Fortemente critica nei confronti del “socialismo reale” dell’Unione Sovietica e del legame tra il partito russo e quello italiano, nel 1969 fondò con Luigi Pintor, Valentino Parlato e Lucio Magri il giornale Il manifesto, da cui prenderà il nome anche la corrente di pensiero critica nei confronti della nomenklatura del partito. Nel 1968 condannò duramente l’invasione della Cecoslovaccia da parte dei Paesi del Patto di Varsavia, in aperto contrasto con le posizioni del partito. Per questo, durante il Congresso nazionale del 1969, Rossanda e tutta la corrente furono radiati dal Pci.
Decide di lasciare per alcuni anni la politica attiva per dedicarsi al giornalismo e alla letteratura, ma senza abbandonare il dibattito politico e la riflessione sui movimenti operai e sulla lotta femminista. Dopo essere stata direttrice del Manifesto fin dalla sua fondazione, nel 2012 lascia il giornale a causa di divergenze con il gruppo redazionale.

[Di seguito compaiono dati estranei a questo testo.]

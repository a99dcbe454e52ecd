//! Newtype IDs for type-safe entity references.
//!
//! Use the `define_id!` macro to create type-safe ID wrappers that prevent
//! accidentally mixing IDs from different entity types. The commerce API
//! issues opaque string identifiers, so every ID wraps a `String`. Numeric
//! identifiers are accepted on decode and kept in their decimal form.

use core::fmt;

use serde::de::{self, Deserializer, Visitor};

/// Macro to define a type-safe ID wrapper.
///
/// Creates a newtype wrapper around `String` with:
/// - `Serialize` with `#[serde(transparent)]`
/// - `Deserialize` from either a JSON string or a JSON integer
/// - `Debug`, `Clone`, `PartialEq`, `Eq`, `Hash`
/// - Conversion methods: `new()`, `as_str()`, `into_inner()`
/// - `From<String>`, `From<&str>` and `Into<String>` implementations
///
/// # Example
///
/// ```rust
/// # use cloudmart_core::define_id;
/// define_id!(WidgetId);
/// define_id!(GadgetId);
///
/// let widget_id = WidgetId::new("w-1");
/// let gadget_id = GadgetId::new("w-1");
///
/// // These are different types, so this won't compile:
/// // let _: WidgetId = gadget_id;
/// # let _ = (widget_id, gadget_id);
/// ```
#[macro_export]
macro_rules! define_id {
    ($name:ident) => {
        #[derive(
            Debug,
            Clone,
            PartialEq,
            Eq,
            Hash,
            ::serde::Serialize
        )]
        #[serde(transparent)]
        pub struct $name(String);

        impl $name {
            /// Create a new ID from any string-like value.
            #[must_use]
            pub fn new(id: impl Into<String>) -> Self {
                Self(id.into())
            }

            /// Get the underlying identifier.
            #[must_use]
            pub fn as_str(&self) -> &str {
                &self.0
            }

            /// Consume the ID and return the underlying string.
            #[must_use]
            pub fn into_inner(self) -> String {
                self.0
            }
        }

        impl ::core::fmt::Display for $name {
            fn fmt(&self, f: &mut ::core::fmt::Formatter<'_>) -> ::core::fmt::Result {
                f.write_str(&self.0)
            }
        }

        impl From<String> for $name {
            fn from(id: String) -> Self {
                Self(id)
            }
        }

        impl From<&str> for $name {
            fn from(id: &str) -> Self {
                Self(id.to_owned())
            }
        }

        impl From<$name> for String {
            fn from(id: $name) -> Self {
                id.0
            }
        }

        impl AsRef<str> for $name {
            fn as_ref(&self) -> &str {
                &self.0
            }
        }

        impl<'de> ::serde::Deserialize<'de> for $name {
            fn deserialize<D>(deserializer: D) -> ::core::result::Result<Self, D::Error>
            where
                D: ::serde::Deserializer<'de>,
            {
                $crate::types::id::deserialize_id(deserializer).map(Self)
            }
        }
    };
}

/// Decode an identifier that may arrive as a string or an integer.
///
/// Used by [`define_id!`]; not intended to be called directly.
///
/// # Errors
///
/// Returns the deserializer's error if the value is neither a string nor an
/// integer.
#[doc(hidden)]
pub fn deserialize_id<'de, D>(deserializer: D) -> Result<String, D::Error>
where
    D: Deserializer<'de>,
{
    deserializer.deserialize_any(IdVisitor)
}

struct IdVisitor;

impl Visitor<'_> for IdVisitor {
    type Value = String;

    fn expecting(&self, f: &mut fmt::Formatter<'_>) -> fmt::Result {
        f.write_str("a string or integer identifier")
    }

    fn visit_str<E: de::Error>(self, v: &str) -> Result<Self::Value, E> {
        Ok(v.to_owned())
    }

    fn visit_string<E: de::Error>(self, v: String) -> Result<Self::Value, E> {
        Ok(v)
    }

    fn visit_u64<E: de::Error>(self, v: u64) -> Result<Self::Value, E> {
        Ok(v.to_string())
    }

    fn visit_i64<E: de::Error>(self, v: i64) -> Result<Self::Value, E> {
        Ok(v.to_string())
    }
}

// Define standard entity IDs
define_id!(ProductId);
define_id!(CartItemId);
define_id!(OrderId);
define_id!(UserId);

Numerosi i messaggi di cordoglio dal mondo della politica. “Grazie per ogni parola scritta che ci ha aiutato sempre a vedere al di là del nostro sguardo”, ha scritto su Twitter il ministro delle Politiche Ue Enzo Amendola. “Ci lascia una grande eredità: che cultura e politica non possono essere mai disgiunti, e che per gli ideali vale la pena spendere una vita”, scrive sui social il segretario del Pd Nicola Zingaretti. “Il suo sguardo lucido e mai convenzionale sul mondo ci mancherà”, la saluta il ministro dell’economia Roberto Gualtieri. “Rossana Rossanda è entrata nella mia vita prima ancora che nascessi col Manifesto, che mio padre aveva contribuito a fondare – la ricorda affettuosamente il portavoce nazionale di Sinistra Italiana, Nicola Fratoianni – Una intellettuale comunista, rigorosa, lucida e curiosa”. La presidente dei deputati di Italia Viva Maria Elena Boschi: “Donna, partigiana, giornalista e intellettuale, tanti volti e sempre contro corrente – scrive – Non ha mai smesso di guardare la realtà con spirito critico, talvolta aspro e sempre senza sconti”, conclude. Anche il ministro della Salute Roberto Speranza saluta la “ragazza del secolo scorso” e le sue battaglie, “che ci mancheranno”. La senatrice Loredana De Petris (Leu), presidente del gruppo Misto, ricorda la sua “lotta per il riscatto sociale con la difesa dell’eredità liberale. Non dimenticheremo né lei né la sua lezione”, scrive. “Ha espresso valori di libertà e spirito critico in maniera esemplare”, dice il sottosegretario all’Editoria Andrea Martella. Cordoglio anche da parte di Mara Carfagna, vicepresidente della Camera: “Una delle figure femminili più importanti del ‘900 – scrive la deputata di Forza Italia – Pur nella lontananza delle nostre posizioni politiche, ho ammirato il carattere straordinario e la rara virtù della disobbedienza al dogma”.